[Data items]
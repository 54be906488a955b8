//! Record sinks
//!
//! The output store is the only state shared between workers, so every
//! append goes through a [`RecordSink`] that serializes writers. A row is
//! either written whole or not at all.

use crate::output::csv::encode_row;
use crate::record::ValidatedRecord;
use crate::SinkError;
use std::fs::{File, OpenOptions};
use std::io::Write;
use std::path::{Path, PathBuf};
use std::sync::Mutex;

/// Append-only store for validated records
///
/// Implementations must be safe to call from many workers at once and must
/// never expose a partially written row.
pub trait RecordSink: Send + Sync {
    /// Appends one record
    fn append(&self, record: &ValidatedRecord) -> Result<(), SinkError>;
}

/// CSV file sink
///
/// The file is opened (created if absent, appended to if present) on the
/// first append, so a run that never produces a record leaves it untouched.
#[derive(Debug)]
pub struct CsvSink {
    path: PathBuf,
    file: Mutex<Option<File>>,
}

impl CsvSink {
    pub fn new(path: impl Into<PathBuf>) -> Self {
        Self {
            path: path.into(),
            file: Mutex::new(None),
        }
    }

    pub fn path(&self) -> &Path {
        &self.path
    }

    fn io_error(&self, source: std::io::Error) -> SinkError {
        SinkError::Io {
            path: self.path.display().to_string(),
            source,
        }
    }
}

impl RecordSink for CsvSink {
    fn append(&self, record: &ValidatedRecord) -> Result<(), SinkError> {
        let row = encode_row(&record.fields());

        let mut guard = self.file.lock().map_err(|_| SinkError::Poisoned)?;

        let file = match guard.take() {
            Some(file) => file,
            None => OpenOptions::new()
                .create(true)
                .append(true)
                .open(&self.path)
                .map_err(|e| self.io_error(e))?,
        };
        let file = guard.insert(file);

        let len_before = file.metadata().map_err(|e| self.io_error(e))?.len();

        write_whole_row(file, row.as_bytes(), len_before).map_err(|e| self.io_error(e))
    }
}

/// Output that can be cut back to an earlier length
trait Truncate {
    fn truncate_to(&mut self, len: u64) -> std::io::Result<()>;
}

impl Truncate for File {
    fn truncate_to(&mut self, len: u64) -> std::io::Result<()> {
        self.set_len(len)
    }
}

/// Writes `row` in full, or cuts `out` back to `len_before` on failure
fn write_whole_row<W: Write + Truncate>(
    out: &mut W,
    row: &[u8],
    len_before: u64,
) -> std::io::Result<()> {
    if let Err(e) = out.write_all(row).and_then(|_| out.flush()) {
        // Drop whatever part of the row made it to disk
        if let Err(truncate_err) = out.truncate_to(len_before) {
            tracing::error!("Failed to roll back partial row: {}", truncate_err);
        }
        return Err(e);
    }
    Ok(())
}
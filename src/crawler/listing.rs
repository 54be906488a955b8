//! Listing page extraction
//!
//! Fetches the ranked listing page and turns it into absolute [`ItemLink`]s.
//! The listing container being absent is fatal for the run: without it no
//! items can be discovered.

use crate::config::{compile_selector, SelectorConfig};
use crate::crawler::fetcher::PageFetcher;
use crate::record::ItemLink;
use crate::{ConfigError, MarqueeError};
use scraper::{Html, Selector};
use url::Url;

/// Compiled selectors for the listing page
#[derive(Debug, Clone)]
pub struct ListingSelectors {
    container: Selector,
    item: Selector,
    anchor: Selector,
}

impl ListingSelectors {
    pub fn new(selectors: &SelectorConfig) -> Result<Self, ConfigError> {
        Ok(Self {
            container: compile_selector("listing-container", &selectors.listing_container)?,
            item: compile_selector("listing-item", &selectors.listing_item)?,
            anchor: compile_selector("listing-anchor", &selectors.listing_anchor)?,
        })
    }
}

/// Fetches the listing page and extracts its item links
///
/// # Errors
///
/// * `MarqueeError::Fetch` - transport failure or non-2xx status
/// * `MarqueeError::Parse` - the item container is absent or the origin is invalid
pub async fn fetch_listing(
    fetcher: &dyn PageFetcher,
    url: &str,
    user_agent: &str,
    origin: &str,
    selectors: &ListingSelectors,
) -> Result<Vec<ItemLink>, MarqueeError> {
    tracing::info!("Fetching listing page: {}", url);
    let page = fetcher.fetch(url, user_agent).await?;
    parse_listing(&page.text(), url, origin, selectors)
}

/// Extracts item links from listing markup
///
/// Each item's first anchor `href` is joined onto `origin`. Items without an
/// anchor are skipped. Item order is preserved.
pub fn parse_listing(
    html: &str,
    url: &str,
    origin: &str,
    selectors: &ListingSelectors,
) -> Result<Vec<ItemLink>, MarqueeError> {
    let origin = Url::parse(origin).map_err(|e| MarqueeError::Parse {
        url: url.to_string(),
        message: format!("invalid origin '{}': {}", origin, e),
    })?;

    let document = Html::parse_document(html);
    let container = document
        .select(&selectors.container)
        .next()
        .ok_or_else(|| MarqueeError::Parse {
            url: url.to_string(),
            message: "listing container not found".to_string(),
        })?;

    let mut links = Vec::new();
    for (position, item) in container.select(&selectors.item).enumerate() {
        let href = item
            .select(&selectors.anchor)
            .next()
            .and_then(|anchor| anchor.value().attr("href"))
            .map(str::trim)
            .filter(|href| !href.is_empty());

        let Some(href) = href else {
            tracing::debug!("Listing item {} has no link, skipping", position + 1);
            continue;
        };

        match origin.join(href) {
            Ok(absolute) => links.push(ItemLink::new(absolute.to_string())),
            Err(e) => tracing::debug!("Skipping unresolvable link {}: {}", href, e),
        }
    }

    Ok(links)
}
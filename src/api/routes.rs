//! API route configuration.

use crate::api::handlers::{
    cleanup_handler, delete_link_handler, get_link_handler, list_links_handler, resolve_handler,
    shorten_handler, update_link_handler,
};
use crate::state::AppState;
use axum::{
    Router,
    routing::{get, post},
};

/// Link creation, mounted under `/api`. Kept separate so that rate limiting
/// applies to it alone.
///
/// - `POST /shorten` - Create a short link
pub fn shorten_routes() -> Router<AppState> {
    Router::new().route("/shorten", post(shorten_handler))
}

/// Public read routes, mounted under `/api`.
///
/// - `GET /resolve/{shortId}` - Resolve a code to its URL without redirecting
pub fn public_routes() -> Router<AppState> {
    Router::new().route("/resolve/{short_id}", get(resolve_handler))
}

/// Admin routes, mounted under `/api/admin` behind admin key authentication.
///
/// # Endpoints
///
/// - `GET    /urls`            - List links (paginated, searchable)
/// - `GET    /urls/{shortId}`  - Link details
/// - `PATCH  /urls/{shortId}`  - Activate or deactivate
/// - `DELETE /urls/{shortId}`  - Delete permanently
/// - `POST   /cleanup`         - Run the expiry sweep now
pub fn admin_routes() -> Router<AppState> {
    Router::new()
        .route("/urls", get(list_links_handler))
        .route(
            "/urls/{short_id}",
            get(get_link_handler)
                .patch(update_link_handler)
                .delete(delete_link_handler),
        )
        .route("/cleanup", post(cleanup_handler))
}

* * *

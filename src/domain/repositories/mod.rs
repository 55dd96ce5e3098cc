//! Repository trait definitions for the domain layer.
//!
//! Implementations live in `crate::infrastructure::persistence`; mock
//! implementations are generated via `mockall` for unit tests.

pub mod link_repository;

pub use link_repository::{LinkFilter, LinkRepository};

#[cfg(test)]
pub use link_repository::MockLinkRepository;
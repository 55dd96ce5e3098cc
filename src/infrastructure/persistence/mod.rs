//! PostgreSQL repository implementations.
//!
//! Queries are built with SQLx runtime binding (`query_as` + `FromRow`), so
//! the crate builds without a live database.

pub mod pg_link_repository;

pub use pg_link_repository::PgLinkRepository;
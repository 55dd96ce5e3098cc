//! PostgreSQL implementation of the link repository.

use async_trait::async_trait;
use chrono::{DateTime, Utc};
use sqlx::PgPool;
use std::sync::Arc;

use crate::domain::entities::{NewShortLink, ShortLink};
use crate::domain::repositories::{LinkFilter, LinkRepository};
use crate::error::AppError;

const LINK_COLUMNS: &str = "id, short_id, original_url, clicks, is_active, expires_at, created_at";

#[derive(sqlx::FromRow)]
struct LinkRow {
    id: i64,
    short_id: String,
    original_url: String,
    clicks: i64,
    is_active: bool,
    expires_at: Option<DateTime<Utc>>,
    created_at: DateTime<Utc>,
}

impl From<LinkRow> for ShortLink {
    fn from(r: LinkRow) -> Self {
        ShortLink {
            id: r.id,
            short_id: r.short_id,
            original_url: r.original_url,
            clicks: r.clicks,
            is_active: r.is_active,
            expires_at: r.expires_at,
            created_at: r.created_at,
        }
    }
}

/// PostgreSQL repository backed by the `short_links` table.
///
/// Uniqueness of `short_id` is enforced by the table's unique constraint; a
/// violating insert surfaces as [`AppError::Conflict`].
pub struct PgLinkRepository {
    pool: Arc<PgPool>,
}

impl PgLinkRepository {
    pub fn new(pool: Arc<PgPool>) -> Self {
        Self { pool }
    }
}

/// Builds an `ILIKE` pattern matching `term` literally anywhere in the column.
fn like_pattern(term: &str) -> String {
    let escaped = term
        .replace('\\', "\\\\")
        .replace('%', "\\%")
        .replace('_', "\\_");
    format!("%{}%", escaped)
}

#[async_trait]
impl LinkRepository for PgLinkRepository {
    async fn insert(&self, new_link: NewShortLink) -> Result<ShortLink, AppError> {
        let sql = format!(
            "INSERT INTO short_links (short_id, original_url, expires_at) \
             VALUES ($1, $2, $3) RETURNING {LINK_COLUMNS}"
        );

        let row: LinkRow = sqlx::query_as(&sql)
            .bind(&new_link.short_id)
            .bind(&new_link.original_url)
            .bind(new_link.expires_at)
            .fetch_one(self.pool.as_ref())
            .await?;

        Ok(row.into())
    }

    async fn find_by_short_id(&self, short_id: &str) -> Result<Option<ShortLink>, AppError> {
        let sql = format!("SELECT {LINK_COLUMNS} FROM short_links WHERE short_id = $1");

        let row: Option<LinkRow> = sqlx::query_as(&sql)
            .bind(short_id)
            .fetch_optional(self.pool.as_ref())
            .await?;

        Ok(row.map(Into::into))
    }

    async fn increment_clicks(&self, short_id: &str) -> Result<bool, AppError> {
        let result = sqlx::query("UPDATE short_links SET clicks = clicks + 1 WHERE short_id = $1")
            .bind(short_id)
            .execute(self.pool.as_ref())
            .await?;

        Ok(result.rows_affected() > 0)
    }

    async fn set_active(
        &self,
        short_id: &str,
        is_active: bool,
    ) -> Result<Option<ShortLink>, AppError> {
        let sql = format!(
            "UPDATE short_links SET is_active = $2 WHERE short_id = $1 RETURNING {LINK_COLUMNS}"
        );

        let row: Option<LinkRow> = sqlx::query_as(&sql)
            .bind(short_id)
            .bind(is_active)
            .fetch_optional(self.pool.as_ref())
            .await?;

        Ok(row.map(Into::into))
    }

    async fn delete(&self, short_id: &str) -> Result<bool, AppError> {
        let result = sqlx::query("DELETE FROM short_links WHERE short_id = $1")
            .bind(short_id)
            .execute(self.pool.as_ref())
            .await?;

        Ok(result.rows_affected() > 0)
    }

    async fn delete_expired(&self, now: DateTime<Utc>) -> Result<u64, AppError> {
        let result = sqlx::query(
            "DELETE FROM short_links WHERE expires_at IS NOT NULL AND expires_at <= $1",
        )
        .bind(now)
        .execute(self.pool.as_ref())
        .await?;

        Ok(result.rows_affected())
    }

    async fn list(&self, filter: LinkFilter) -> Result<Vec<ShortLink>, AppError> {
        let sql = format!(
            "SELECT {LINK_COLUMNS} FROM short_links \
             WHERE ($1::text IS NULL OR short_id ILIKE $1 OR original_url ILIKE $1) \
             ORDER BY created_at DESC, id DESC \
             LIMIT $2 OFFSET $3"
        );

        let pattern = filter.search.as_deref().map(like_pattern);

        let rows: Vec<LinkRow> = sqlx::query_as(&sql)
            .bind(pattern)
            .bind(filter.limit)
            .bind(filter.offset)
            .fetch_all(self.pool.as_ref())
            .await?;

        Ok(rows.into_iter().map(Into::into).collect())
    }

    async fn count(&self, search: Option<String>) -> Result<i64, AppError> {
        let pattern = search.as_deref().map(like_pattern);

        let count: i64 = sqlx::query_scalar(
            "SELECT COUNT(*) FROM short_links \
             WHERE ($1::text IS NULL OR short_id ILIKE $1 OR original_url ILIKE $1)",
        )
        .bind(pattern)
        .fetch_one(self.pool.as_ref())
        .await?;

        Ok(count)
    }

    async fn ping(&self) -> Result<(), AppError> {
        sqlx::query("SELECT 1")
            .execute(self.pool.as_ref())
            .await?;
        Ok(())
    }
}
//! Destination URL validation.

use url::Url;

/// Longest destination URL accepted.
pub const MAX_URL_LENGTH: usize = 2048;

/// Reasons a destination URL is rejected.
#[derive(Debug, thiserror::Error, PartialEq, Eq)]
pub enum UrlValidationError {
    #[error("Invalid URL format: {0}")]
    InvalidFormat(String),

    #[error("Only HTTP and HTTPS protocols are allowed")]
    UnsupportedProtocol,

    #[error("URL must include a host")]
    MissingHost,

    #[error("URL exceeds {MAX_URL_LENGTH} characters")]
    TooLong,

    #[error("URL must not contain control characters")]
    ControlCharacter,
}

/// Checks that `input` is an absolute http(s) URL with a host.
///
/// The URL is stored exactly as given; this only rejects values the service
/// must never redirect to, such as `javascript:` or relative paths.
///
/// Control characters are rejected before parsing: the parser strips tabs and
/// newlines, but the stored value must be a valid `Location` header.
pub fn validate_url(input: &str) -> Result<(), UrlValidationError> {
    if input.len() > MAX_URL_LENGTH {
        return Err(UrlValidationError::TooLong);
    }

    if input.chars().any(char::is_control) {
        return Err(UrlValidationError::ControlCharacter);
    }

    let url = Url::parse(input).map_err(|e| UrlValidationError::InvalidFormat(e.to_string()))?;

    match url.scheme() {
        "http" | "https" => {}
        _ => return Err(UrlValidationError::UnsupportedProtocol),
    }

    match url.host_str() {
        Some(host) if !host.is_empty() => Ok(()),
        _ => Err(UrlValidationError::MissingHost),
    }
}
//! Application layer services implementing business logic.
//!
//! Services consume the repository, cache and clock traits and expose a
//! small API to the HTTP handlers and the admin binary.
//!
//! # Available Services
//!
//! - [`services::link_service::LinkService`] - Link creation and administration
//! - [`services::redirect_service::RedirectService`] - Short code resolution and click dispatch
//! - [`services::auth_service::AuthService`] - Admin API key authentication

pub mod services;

- _WORK REQUIRED_: Only lines that contain "infrastructure" are needed, so copy each of them from the data.

- _SOLVED EXERCISE_:
//! Implementations live in `crate::infrastructure::persistence`; mock
filename src/infrastructure/persistence/mod.rs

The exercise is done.